Recent studies showed that tumor cells 'edit' host immunity in several ways to evade immune defenses in the tumor microenvironment. This phenomenon is called "cancer immune escape." One of the most important components in this system is an immunosuppressive co-signal (immune checkpoint) mediated by the PD-1 receptor and its ligand, PD-L1. PD-1 is mainly expressed on activated T cells, whereas PD-L1 is expressed on several types of tumor cells. Preclinical studies have shown that inhibition of the interaction between PD-1 and PD-L1 enhances the T-cell response and mediates antitumor activity. Several clinical trials of PD-1/PD-L1 signal-blockade agents have exhibited dramatic antitumor efficacy in patients with certain types of solid or hematological malignancies. In this review, we highlight recent clinical trials using anti-PD-1 or anti-PD-L1 antibodies against several types of malignancies, including a trial conducted in our department, and describe the clinical perspectives and issues regarding the PD-1/PD-L1 blockade in cancer treatment.

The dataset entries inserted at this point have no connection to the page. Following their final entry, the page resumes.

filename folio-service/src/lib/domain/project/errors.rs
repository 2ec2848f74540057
use thiserror::Error;

/// Error type for project type values outside 1..=3
#[derive(Debug, Clone, Error, PartialEq, Eq)]
#[error("Invalid project type. Must be 1, 2, or 3.")]
pub struct ProjectTypeError(pub Option<i64>);

/// Error type for project content validation failures
#[derive(Debug, Clone, Error, PartialEq, Eq)]
pub enum ProjectContentError {
    #[error("Title and description are required")]
    MissingFields,

    #[error("Title too long: maximum {max} characters, got {actual}")]
    TitleTooLong { max: usize, actual: usize },

    #[error("End date is not a valid RFC 3339 timestamp: {0}")]
    InvalidEndDate(String),
}

/// Top-level error type for all project-related operations
#[derive(Debug, Error)]
pub enum ProjectError {
    #[error(transparent)]
    InvalidType(#[from] ProjectTypeError),

    #[error("{0}")]
    InvalidContent(#[from] ProjectContentError),

    // Infrastructure errors
    #[error("Database error: {0}")]
    DatabaseError(String),
}
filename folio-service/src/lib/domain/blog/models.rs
use std::fmt;

use chrono::DateTime;
use chrono::Utc;
use uuid::Uuid;

use crate::domain::blog::errors::BlogContentError;
use crate::domain::blog::errors::BlogError;
use crate::domain::blog::errors::BlogIdError;
use crate::domain::user::models::User;
use crate::domain::user::models::UserId;

/// Blog unique identifier type
#[derive(Debug, Clone, Copy, PartialEq, Eq, Hash)]
pub struct BlogId(pub Uuid);

impl BlogId {
    pub fn new() -> Self {
        Self(Uuid::new_v4())
    }

    pub fn from_string(s: &str) -> Result<Self, BlogIdError> {
        Uuid::parse_str(s)
            .map(BlogId)
            .map_err(|e| BlogIdError::InvalidFormat(e.to_string()))
    }
}

impl Default for BlogId {
    fn default() -> Self {
        Self::new()
    }
}

impl fmt::Display for BlogId {
    fn fmt(&self, f: &mut fmt::Formatter<'_>) -> fmt::Result {
        self.0.fmt(f)
    }
}

/// Blog post aggregate.
///
/// A user id appears in at most one of `likes` and `dislikes`.
#[derive(Debug, Clone, PartialEq)]
pub struct Blog {
    pub id: BlogId,
    pub title: String,
    pub description: String,
    pub image: Option<String>,
    pub created_by: UserId,
    pub created_at: DateTime<Utc>,
    pub likes: Vec<UserId>,
    pub dislikes: Vec<UserId>,
}

/// Kind of vote a user casts on a blog.
#[derive(Debug, Clone, Copy, PartialEq, Eq)]
pub enum VoteKind {
    Like,
    Dislike,
}

impl Blog {
    /// Current vote of `user_id`, if any.
    pub fn vote_of(&self, user_id: &UserId) -> Option<VoteKind> {
        if self.likes.contains(user_id) {
            Some(VoteKind::Like)
        } else if self.dislikes.contains(user_id) {
            Some(VoteKind::Dislike)
        } else {
            None
        }
    }

    /// Vote `user_id` ends up with after toggling `kind`.
    ///
    /// Toggling the vote already held clears it; any other toggle replaces it.
    pub fn toggled_vote(&self, user_id: &UserId, kind: VoteKind) -> Option<VoteKind> {
        match self.vote_of(user_id) {
            Some(current) if current == kind => None,
            _ => Some(kind),
        }
    }

    pub fn like_count(&self) -> usize {
        self.likes.len()
    }

    pub fn dislike_count(&self) -> usize {
        self.dislikes.len()
    }
}

/// In-memory mirror of `BlogRepository::set_vote`, for mocks and model tests.
#[cfg(test)]
impl Blog {
    pub fn set_vote(&mut self, user_id: UserId, vote: Option<VoteKind>) {
        self.likes.retain(|id| *id != user_id);
        self.dislikes.retain(|id| *id != user_id);

        match vote {
            Some(VoteKind::Like) => self.likes.push(user_id),
            Some(VoteKind::Dislike) => self.dislikes.push(user_id),
            None => {}
        }
    }
}

/// Command to create a blog with validated content
#[derive(Debug, Clone)]
pub struct CreateBlogCommand {
    pub title: String,
    pub description: String,
    pub image: Option<String>,
}

impl CreateBlogCommand {
    const MAX_TITLE_LENGTH: usize = 200;

    pub fn new(
        title: Option<String>,
        description: Option<String>,
        image: Option<String>,
    ) -> Result<Self, BlogContentError> {
        let title = title.map(|t| t.trim().to_string()).unwrap_or_default();
        let description = description
            .map(|d| d.trim().to_string())
            .unwrap_or_default();

        if title.is_empty() || description.is_empty() {
            return Err(BlogContentError::MissingFields);
        }

        let length = title.chars().count();
        if length > Self::MAX_TITLE_LENGTH {
            return Err(BlogContentError::TitleTooLong {
                max: Self::MAX_TITLE_LENGTH,
                actual: length,
            });
        }

        Ok(Self {
            title,
            description,
            image: image.filter(|url| !url.trim().is_empty()),
        })
    }
}

/// Case-insensitive substring search over title and description.
#[derive(Debug, Clone, PartialEq, Eq)]
pub struct SearchQuery(String);

impl SearchQuery {
    pub fn new(query: Option<String>) -> Result<Self, BlogError> {
        let query = query.unwrap_or_default().trim().to_string();
        if query.is_empty() {
            return Err(BlogError::EmptySearchQuery);
        }
        Ok(Self(query))
    }

    pub fn as_str(&self) -> &str {
        &self.0
    }

    /// ILIKE pattern matching the query literally anywhere in a column.
    pub fn like_pattern(&self) -> String {
        let mut pattern = String::with_capacity(self.0.len() + 2);
        pattern.push('%');
        for c in self.0.chars() {
            if matches!(c, '%' | '_' | '\\') {
                pattern.push('\\');
            }
            pattern.push(c);
        }
        pattern.push('%');
        pattern
    }
}

/// Denormalised author details shown next to a blog.
#[derive(Debug, Clone, PartialEq, Eq)]
pub struct Author {
    pub id: UserId,
    pub name: String,
    pub profile_picture: Option<String>,
}

impl Author {
    pub const UNKNOWN_NAME: &'static str = "Unknown";

    /// Placeholder for a creator whose account no longer exists.
    pub fn unknown(id: UserId) -> Self {
        Self {
            id,
            name: Self::UNKNOWN_NAME.to_string(),
            profile_picture: None,
        }
    }
}

impl From<&User> for Author {
    fn from(user: &User) -> Self {
        Self {
            id: user.id,
            name: user.name.as_str().to_string(),
            profile_picture: user.profile_picture.clone(),
        }
    }
}

/// Blog with its author resolved.
#[derive(Debug, Clone, PartialEq)]
pub struct EnrichedBlog {
    pub blog: Blog,
    pub author: Author,
}

/// Result of a like/dislike toggle.
#[derive(Debug, Clone, PartialEq)]
pub struct VoteOutcome {
    pub blog: Blog,
    pub vote: Option<VoteKind>,
}
use axum::extract::Path;
use axum::extract::State;
use axum::http::StatusCode;
use serde::Serialize;

use crate::domain::user::models::UserId;
use crate::inbound::http::handlers::ApiError;
use crate::inbound::http::handlers::ApiSuccess;
use crate::inbound::http::router::AppState;

/// Admin-only removal of an account. The user's blogs stay behind.
pub async fn delete_user(
    State(state): State<AppState>,
    Path(user_id): Path<String>,
) -> Result<ApiSuccess<DeleteUserResponseData>, ApiError> {
    let user_id = UserId::from_string(&user_id).map_err(|e| ApiError::BadRequest(e.to_string()))?;

    state.user_service.delete_user(&user_id).await?;

    Ok(ApiSuccess::new(
        StatusCode::OK,
        DeleteUserResponseData {
            message: "User deleted".to_string(),
        },
    ))
}

#[derive(Debug, Clone, PartialEq, Eq, Serialize)]
pub struct DeleteUserResponseData {
    pub message: String,
}
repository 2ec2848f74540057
pub mod http;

Keywords: Biomarker; Immunotherapy; Nivolumab; PD-1; PD-L1; Value.

Fig. 1

Programmed death (PD)-1 inhibitors in cancer. PD-1 inhibitors (anti-PD-1 antibody and anti-PD-L1 antibody) block PD-1/PD-L1 signaling and induce anti-tumor immune reactivation at two checkpoints: cognitive phase (lymph node) and effector phase (tumor microenvironment). αPD-1 Ab anti–PD-1 antibody, αPD-L1 Ab anti–PD-L1 antibody

Fig. 2

Relationship between PD-1 signal and genomic mutation. Mutated neo-antigens are expressed on the surface of a cancer cell in response to genomic mutation and amplification of a cancer cell. Recognition of a neo-antigen as a foreign body by an antigen-presenting cell (APC) induces a T-cell response, and consequently the activated T cell releases interferon (IFN)-γ. A cancer cell that is exposed to IFN-γ expresses PD-L1, thereby establishing an acquired immune resistance. In this type of tumor microenvironment, a PD-1 pathway inhibitor should be effective; thus, genome-wide mutation analysis (i.e., mutanome analysis) of cancer cells using next-generation sequencing technology and diversity analysis of the T-cell repertoire (i.e., the immunome) have attracted attention as strategies for identification of predictive biomarkers. APC antigen-presenting cell

Fig. 3

Identification of the best biomarker strategy. A combination or algorithm of biomarkers may be needed. For example, it is important to understand whether it will be necessary to use a combination of biomarkers, e.g., PD-L1+ tumor cells, PD-L1+, and/or PD-1+ tumor-infiltrating lymphocytes, frequencies of neo-antigens and tumor mutations, and diversity of the T-cell repertoire. Additionally, more candidate predictive biomarkers will be identified in the future. Therefore, development of an algorithm or combination of these biomarkers should be a high priority for future work

Fig. 4

Perspectives and issues regarding PD-1 inhibitors. Asterisk TR translational research, double asterisk rTR reverse translational research. Section sign See reference [89]